PHOTO CAPTION: Assistant Minister for Health Jai Rowell with representatives from each of the communities competing in the NSW Healthy Town Challenge (L-R) Susan Hill from Wellington, Cr Barbara Newton from Tottenham/Tullamore, Kim Thompson from Bomaderry, Natania Copp from Cooma and Kate Collins from Yamba.Photo: contributed
PHOTO CAPTION: Assistant Minister for Health Jai Rowell with representatives from each of the communities competing in the NSW Healthy Town Challenge (L-R) Susan Hill from Wellington, Cr Barbara Newton from Tottenham/Tullamore, Kim Thompson from Bomaderry, Natania Copp from Cooma and Kate Collins from Yamba.Photo: contributed

Yamba vies for “fittest in NSW” title

YAMBA'S Kate Collins was among the five country community representatives who gathered in Sydney, vying to be named fittest in the state.

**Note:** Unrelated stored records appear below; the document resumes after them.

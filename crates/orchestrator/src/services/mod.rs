//! Collaborator traits, in-memory doubles, and HTTP clients.

pub mod inventory;
pub mod notification;
pub mod payment;

pub use inventory::{
    FlightInfo, FlightInventoryService, HttpFlightInventory, InMemoryFlightInventory,
};
pub use notification::{
    BookingNotification, HttpNotificationService, InMemoryNotificationService,
    NotificationService,
};
pub use payment::{HttpPaymentService, InMemoryPaymentService, PaymentResult, PaymentService};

As part of the annual FitNSW forum, held in Parliament House, representatives of from each of the communities selected to take part in the inaugural 'NSW Healthy Town Challenge' met to discuss how they were tackling the community weight loss challenge.

Assistant Minister for Health Jai Rowell welcomed those representing Bomaderry, Cooma, Tottenham/Tullamore, Wellington and Yamba to the forum, saying he was pleased to see how each community had progressed in the competition so far.

"Representatives of each community discussed how they were tackling the weight loss challenge and what their plans were for sustaining their town's new healthy, active lifestyle after the challenge finishes in June this year," Mr Rowell said.

"The competition between these towns is fierce, with each community facing off to win a first prize of $5000 to be put towards further community health initiatives.

"Of course the biggest prize for each of the five towns selected to compete is a healthier, more active population, and I congratulate each community on the commitment they have shown to this goal so far."

Mr Rowell said healthy community initiatives were becoming increasingly important given over half the adult population and more than one in five school age children are overweight or obese in NSW.

"The NSW Government, through the NSW Office of Preventive Health together with Heart Foundation (NSW), is committed to working across communities to help them become healthier," Mr Rowell said.

Each town's collective progress towards healthy weight will be calculated based on the number of people registering for NSW Health's Get Healthy Service - a free six month telephone-based coaching service where healthy lifestyle information and ongoing, personalised support are delivered to help people make lasting lifestyle changes.

"I'm delighted to note the progress each town has made so far in this challenge, and I'm looking forward to seeing which of the five NSW towns will be named the most healthy town in NSW," Mr Rowell said.